# Whats your favorite Oakley lens tint?



## DosNueve (Feb 18, 2012)

I bought some used Half and Straight jackets without lenses now I'm trying to figure out what lens tint works best in semi sun/shade. 

I dont have a favorite yet, just looking to see what other folks are using and why they like them.

PS.......Anyone using after market lenses.....Walleva, VL, samvette


----------



## ihaveagibsonsg (Nov 29, 2010)

I love the amber color ones. They're much crisper and offer a richer color spectrum in comparison to the black shades. Also Polarized all the way, polarized lenses are amazing. I'd recommend looking for a cheaper pair of polarized sunglasses for riding. I've fallen and scratched my 180$ pair of raybans a few times and it hurts. Right now I'm using a polarized pair of nikes from costco which are amazing but only cost 40$. They're pretty eat crap on your face friendly too.


----------



## Jaysop (Jul 4, 2012)

Black iridium polarized hands down the best lens tint I've ever seen. At least for prescription lenses. For regular lenses it's black tint but for RX they come out as slightly red/orange. I don't know why. It's not anything like the red iridium lens I've seen.
I can wear them driving in heavy rain and see cars and detail I wouldn't without. I can wear them until it's nearly dark out and they benifit me by making everything stand out more.
Much like yellow lenses but in a whole other class.


----------



## XCScott (Aug 31, 2012)

They used to make a lens called VR28 awesome all around lens for low-light to partly sunny (shady conditions) Don't know if they still make it though.


----------



## edubfromktown (Sep 7, 2010)

Jaysop said:


> Black iridium polarized hands down the best lens tint I've ever seen.
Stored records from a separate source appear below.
//! 检测阶段（消费者）：块 → 签名匹配 → 检测结果，缓冲归还池
use std::sync::Arc;

use crossbeam_channel::{Receiver, RecvTimeoutError, Sender};
use tracing::debug;

use crate::cancel::{CancelToken, CANCEL_POLL};
use crate::observer::DetectionSink;
use crate::pool::{Block, BlockPool};
use crate::signatures::SignatureSet;
use crate::target::ScanTarget;
use crate::types::Detection;

/// 检测阶段结束时通过完成信号发送的汇总
#[derive(Debug, Default, Clone, Copy)]
pub(crate) struct DetectorOutcome {
    pub(crate) blocks: u64,
    pub(crate) detections: u64,
    pub(crate) cancelled: bool,
}

/// 上一块的末尾字节（跨块拼接用）
struct Carry {
    source: Arc<dyn ScanTarget>,
    /// 上一块结束处的绝对偏移；下一块必须从这里开始才会拼接
    end: u64,
    bytes: Vec<u8>,
}

pub(crate) struct SignatureDetector<'a> {
    signatures: Arc<SignatureSet>,
    pool: BlockPool,
    sink: &'a dyn DetectionSink,
    cancel: CancelToken,
    boundary_overlap: bool,
    carry: Option<Carry>,
    // 以下为复用的临时缓冲
    window: Vec<u8>,
    firsts: Vec<Option<usize>>,
    outcome: DetectorOutcome,
}

impl<'a> SignatureDetector<'a> {
    pub(crate) fn new(
        signatures: Arc<SignatureSet>,
        pool: BlockPool,
        sink: &'a dyn DetectionSink,
        cancel: CancelToken,
        boundary_overlap: bool,
    ) -> Self {
        Self {
            signatures,
            pool,
            sink,
            cancel,
            boundary_overlap,
            carry: None,
            window: Vec::new(),
            firsts: Vec::new(),
            outcome: DetectorOutcome::default(),
        }
    }

    /// 消费块直到上游关闭并取空（或被取消），随后恰好发送一次完成信号
    pub(crate) fn run(mut self, input: Receiver<Block>, done: Sender<DetectorOutcome>) {
        loop {
            if self.cancel.is_cancelled() {
                self.outcome.cancelled = true;
                break;
            }
            match input.recv_timeout(CANCEL_POLL) {
                Ok(block) => self.process(block),
                Err(RecvTimeoutError::Timeout) => continue,
                Err(RecvTimeoutError::Disconnected) => break,
            }
        }
        debug!(blocks = self.outcome.blocks, detections = self.outcome.detections, "detector finished");
        // 完成信号为单槽通道，只发送这一次
        let _ = done.send(self.outcome);
    }

    fn process(&mut self, block: Block) {
        let prefix_len = match &self.carry {
            Some(c) if Arc::ptr_eq(&c.source, &block.source) && c.end == block.offset => c.bytes.len(),
            _ => 0,
        };

        let window: &[u8] = if prefix_len > 0 {
            self.window.clear();
            if let Some(c) = &self.carry {
                self.window.extend_from_slice(&c.bytes);
            }
            self.window.extend_from_slice(block.data());
            &self.window
        } else {
            block.data()
        };

        self.signatures.first_matches(window, prefix_len, &mut self.firsts);
        let base = block.offset - prefix_len as u64;
        let mut label: Option<String> = None;
        for (sig, first) in self.signatures.signatures().iter().zip(&self.firsts) {
            let Some(start) = first else { continue };
            let target = label.get_or_insert_with(|| block.source.describe()).clone();
            let detection = Detection::new(&sig.name, target, block.offset, base + *start as u64);
            self.sink.on_detection(&detection);
            self.outcome.detections += 1;
        }

        if self.boundary_overlap {
            let keep = self.signatures.max_len().saturating_sub(1).min(window.len());
            let tail = &window[window.len() - keep..];
            match &mut self.carry {
                Some(c) => {
                    c.bytes.clear();
                    c.bytes.extend_from_slice(tail);
                    c.source = Arc::clone(&block.source);
                    c.end = block.offset + block.len as u64;
                }
                None => {
                    self.carry = Some(Carry {
                        source: Arc::clone(&block.source),
                        end: block.offset + block.len as u64,
                        bytes: tail.to_vec(),
                    });
                }
            }
        }

        self.outcome.blocks += 1;
        self.pool.release(block.buf);
    }
}

#[cfg(test)]
mod tests {
    use super::*;
    use crate::signatures::Signature;
    use crate::target::MemoryScanTarget;
    use crossbeam_channel::{bounded, unbounded};
    use std::sync::Mutex;

    /// 把给定数据按 block_size 切块后喂给检测阶段，返回检测结果
    fn detect(data: &[u8], block_size: usize, signatures: SignatureSet, overlap: bool) -> Vec<Detection> {
        let source: Arc<dyn ScanTarget> = Arc::new(MemoryScanTarget::new("mem", data.to_vec()));
        let chunks: Vec<&[u8]> = data.chunks(block_size).collect();
        let pool = BlockPool::new(chunks.len().max(1), block_size);
        let (block_tx, block_rx) = unbounded();
        let mut offset = 0u64;
        for chunk in chunks {
            let mut buf = pool.try_acquire().unwrap();
            buf[..chunk.len()].copy_from_slice(chunk);
            block_tx.send(Block { offset, buf, len: chunk.len(), source: Arc::clone(&source) }).unwrap();
            offset += chunk.len() as u64;
        }
        drop(block_tx);

        let found = Mutex::new(Vec::new());
        let sink = |d: &Detection| found.lock().unwrap().push(d.clone());
        let (done_tx, done_rx) = bounded(1);
        SignatureDetector::new(Arc::new(signatures), pool.clone(), &sink, CancelToken::new(), overlap)
            .run(block_rx, done_tx);

        let outcome = done_rx.recv().unwrap();
        assert!(!outcome.cancelled);
        assert_eq!(pool.in_flight(), 0);
        found.into_inner().unwrap()
    }

    fn key_set() -> SignatureSet {
        SignatureSet::new(vec![Signature::literal("KEY!")]).unwrap()
    }

    #[test]
    fn one_detection_per_signature_per_block() {
        let data = b"KEY!....KEY!....";
        let found = detect(data, 16, key_set(), false);
        assert_eq!(found.len(), 1);
        assert_eq!((found[0].block_offset, found[0].match_offset), (0, 0));

        let found = detect(data, 8, key_set(), false);
        let offsets: Vec<_> = found.iter().map(|d| (d.block_offset, d.match_offset)).collect();
        assert_eq!(offsets, [(0, 0), (8, 8)]);
    }

    #[test]
    fn signature_across_boundary_is_missed_by_default() {
        // "KEY!" 跨越 8 字节边界：6..10
        let data = b"......KEY!......";
        assert!(detect(data, 8, key_set(), false).is_empty());
    }

    #[test]
    fn boundary_overlap_catches_split_signature_once() {
        let data = b"......KEY!......";
        let found = detect(data, 8, key_set(), true);
        assert_eq!(found.len(), 1);
        assert_eq!((found[0].block_offset, found[0].match_offset), (8, 6));
    }

    #[test]
    fn boundary_overlap_does_not_repeat_earlier_matches() {
        // 第一块末尾的命中不会在下一块的拼接前缀中再次上报
        let data = b"....KEY!........";
        let found = detect(data, 8, key_set(), true);
        assert_eq!(found.len(), 1);
        assert_eq!(found[0].block_offset, 0);
    }

    #[test]
    fn reports_each_signature_in_a_block() {
        let found = detect(b"xx wallet.dat yy orderposnext", 4096, SignatureSet::wallet_defaults(), false);
        let names: Vec<_> = found.iter().map(|d| d.signature.as_str()).collect();
        assert_eq!(names, ["orderposnext", "wallet.dat"]);
        assert!(found.iter().all(|d| d.target == "mem"));
    }

    #[test]
    fn cancelled_detector_still_signals_completion() {
        let pool = BlockPool::new(1, 8);
        let (_block_tx, block_rx) = unbounded::<Block>();
        let (done_tx, done_rx) = bounded(1);
        let cancel = CancelToken::new();
        cancel.cancel();
        let sink = |_: &Detection| {};
        SignatureDetector::new(Arc::new(key_set()), pool, &sink, cancel, false).run(block_rx, done_tx);
        assert!(done_rx.recv().unwrap().cancelled);
    }
}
At least for prescription lenses. For regular lenses it's black tint but for RX they come out as slightly red/orange. I don't know why. It's not anything like the red iridium lens I've seen.
> I can wear them driving in heavy rain and see cars and detail I wouldn't without. I can wear them until it's nearly dark out and they benifit me by making everything stand out more.
> Much like yellow lenses but in a whole other class.


+1 for black iridium polarized.


----------



## michael573114 (May 5, 2006)

I love the black iridium polarized, but I feel it's way too dark for mountain biking. The VR28 looks much better... but I tend to prefer amber/yellow stuff like I have with my Native glasses I use for mountain biking.


----------



## smilinsteve (Jul 21, 2009)

I prefer rose shades over gray, green or amber. It seems to brighten things up and improve contrast.


----------



## gridtalker (Dec 7, 2006)

Jaysop said:


> Black iridium polarized hands down the best lens tint I've ever seen. At least for prescription lenses. For regular lenses it's black tint but for RX they come out as slightly red/orange. I don't know why. It's not anything like the red iridium lens I've seen.
> 
> 
> 
> ...


I agree the black iridium are the best


----------



## Troutinco (Jan 29, 2012)

I use the Black Iridium Polarized in my Half Jackets for driving and on the go stuff.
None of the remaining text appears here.